Reporter: Wahyu Tri Rahmawati | Editor: Wahyu T.Rahmawati
KONTAN.CO.ID - JAKARTA. Harga minyak semakin panas. Kamis (17/5) pukul 7.25 WIB, harga minyak west texas intermediate (WTI) untuk pengiriman Juni 2018 di New York Mercantile Exchange naik 0,35% ke US$ 71,74 per barel ketimbang harga kemarin pada US$ 71,49 per barel.
Harga minyak WTI naik dalam empat hari berturut-turut dalam sepekan perdagangan. Harga ini pun merupakan level tertinggi sepanjang 2018 dan level tertinggi sejak Desember 2014. Secara year to date, harga minyak menguat 19,45%.
Minyak brent pun sama panasnya. Harga minyak acuan untuk pengiriman Juli 2018 yang diperdagangkan di ICE Futures ini berada di US$ 79,41 per barel, naik 0,16% jika dibandingkan dengan penutupan kemarin pada US$ 79,28 per barel.

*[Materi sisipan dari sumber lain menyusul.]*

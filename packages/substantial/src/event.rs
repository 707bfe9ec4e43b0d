use chrono::{DateTime, Utc};
use serde::{Deserialize, Serialize};

use crate::error::{WorkflowError, WorkflowResult};

/// One durable record in a run's append-only log.
#[derive(Debug, Clone, Serialize, Deserialize)]
pub struct EventRecord {
	pub at: DateTime<Utc>,
	#[serde(flatten)]
	pub event: Event,
}

impl EventRecord {
	pub fn new(event: Event) -> Self {
		EventRecord {
			at: Utc::now(),
			event,
		}
	}
}

#[derive(Debug, Clone, Serialize, Deserialize)]
#[serde(rename_all = "snake_case")]
pub enum Event {
	Start(Start),
	Save(Save),
	Sleep(Sleep),
	Send(Send),
	Stop(Stop),
	Compensation(Compensation),
}

/// First record of a run lifecycle, carries the initial arguments.
#[derive(Debug, Clone, Serialize, Deserialize)]
pub struct Start {
	pub kwargs: serde_json::Map<String, serde_json::Value>,
}

/// Durable checkpoint for one `save` call site. `counter == -1` means
/// resolved; `counter >= 1` means the counter-th attempt failed.
#[derive(Debug, Clone, Serialize, Deserialize)]
pub struct Save {
	pub id: u32,
	pub value: String,
	pub counter: i32,
}

#[derive(Debug, Clone, Serialize, Deserialize)]
pub struct Sleep {
	pub id: u32,
	pub start: DateTime<Utc>,
	pub end: DateTime<Utc>,
}

/// An externally delivered signal. `value` is the JSON-encoded payload.
#[derive(Debug, Clone, Serialize, Deserialize)]
pub struct Send {
	pub name: String,
	pub value: String,
}

/// Terminal record, at most one per run lifecycle.
#[derive(Debug, Clone, Serialize, Deserialize)]
#[serde(rename_all = "snake_case")]
pub enum Stop {
	Ok(String),
	Err(String),
}

/// Record of a compensating action triggered by a terminal save failure.
#[derive(Debug, Clone, Serialize, Deserialize)]
pub struct Compensation {
	pub save_id: u32,
	pub error: String,
	pub result: String,
}

/// The durable unit the backends store per run.
#[derive(Debug, Clone, Serialize, Deserialize)]
pub struct Records {
	pub run_id: String,
	pub events: Vec<EventRecord>,
}

/// Walks the `Start`/`Stop` life counter over a run's event log and asserts
/// the `(Start . * . Stop)*` shape. The counter must never leave `{0, 1}`.
///
/// Returns whether the run has stopped, i.e. every started lifecycle has a
/// matching `Stop`.
pub fn has_stopped(run_id: &str, events: &[EventRecord]) -> WorkflowResult<bool> {
	let mut lives = 0i32;
	let mut started = false;

	for record in events {
		match &record.event {
			Event::Start(_) => {
				if lives == 1 {
					return Err(WorkflowError::CorruptEventLog {
						run_id: run_id.to_string(),
						reason: "start record while a lifecycle is already open".to_string(),
					});
				}
				lives += 1;
				started = true;
			}
			Event::Stop(_) => {
				if lives == 0 {
					return Err(WorkflowError::CorruptEventLog {
						run_id: run_id.to_string(),
						reason: "stop record without an open lifecycle".to_string(),
					});
				}
				lives -= 1;
			}
			_ => {}
		}
	}

	Ok(started && lives == 0)
}

/// Initial arguments of the latest lifecycle.
pub(crate) fn start_kwargs(
	events: &[EventRecord],
) -> Option<&serde_json::Map<String, serde_json::Value>> {
	events.iter().rev().find_map(|record| match &record.event {
		Event::Start(start) => Some(&start.kwargs),
		_ => None,
	})
}

/// Terminal outcome of the latest lifecycle.
pub(crate) fn last_stop(events: &[EventRecord]) -> Option<&Stop> {
	events.iter().rev().find_map(|record| match &record.event {
		Event::Stop(stop) => Some(stop),
		_ => None,
	})
}

/// Per-replay human readable log entry.
#[derive(Debug, Clone, Serialize, Deserialize)]
pub struct MetadataRecord {
	pub at: DateTime<Utc>,
	#[serde(flatten)]
	pub data: Metadata,
}

#[derive(Debug, Clone, Serialize, Deserialize)]
#[serde(rename_all = "snake_case")]
pub enum Metadata {
	Info(String),
	Error(MetadataError),
}

#[derive(Debug, Clone, Serialize, Deserialize)]
pub struct MetadataError {
	pub message: String,
	pub stacktrace: String,
	pub kind: String,
}

#[derive(Debug, Clone, Serialize, Deserialize)]
pub struct MetadataRecords {
	pub run_id: String,
	pub metadata: Vec<MetadataRecord>,
}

Sejalan dengan minyak WTI, harga minyak brent pun naik dalam empat hari perdagangan berturut-turut. Harga minyak brent menguat 21,27% sejak awal tahun dan mencatat level tertinggi baru sejak Desember 2014.
OPEC melihat, kenaikan harga minyak menuju US$ 80 per barel sebagai lonjakan jangka pendek. Lonjakan ini lebih disebabkan oleh faktor geopolitik, bukan karena kekurangan pasokan.
Perwakilan OPEC mengatakan, organisasi pengekspor minyak ini tidak buru-buru mengubah kesepakatan pemangkasan produksi. "Harga minyak makin tinggi hanya karena tensi sanksi Amerika Serikat (AS) atas Iran dan tensi Timur Tengah, bukan karena keseimbangan pasar minyak," ungkap perwakilan OPEC yang enggan disebut namanya, kepada Reuters.
Sumber OPEC lainnya menyebut, harga bisa mencapai level US$ 80 per barel dan turun lagi. Dia menambahkan, harga minyak yang tinggi saat ini belum menimbulkan kekhawatiran.
Bulan lalu, Presiden AS Donald Trump menyebut, OPEC menyebabkan harga minyak melonjak secara artifisial. Harga minyak justru makin melonjak ketika Trump memutuskan untuk keluar dari kesepakatan pelonggaran sanksi Iran.
Penetapan kembali sanksi ini akan mengurangi pasokan minyak dari Iran. Selama ini, Iran mengontribusi sekitar 4% pasokan minyak.
Selain Iran, pasokan minyak pun turun akibat produksi minyak Venezuela yang merosot. Produksi minyak Venezuela turun karena kisruh politik dalam negeri dan krisis ekonomi.
Sementara itu, Iran mengungkapkan, para eksportir minyak seharusnya menargetkan harga di US$ 60 per barel jika mengingat penambahan pasokan shale oil dari AS. "Ketika harga naik karena kekhawatiran geopolitik dan bukan karena permintaan dan penawaran, harga menjadi tidak masuk akal," ungkap seorang pejabat Iran.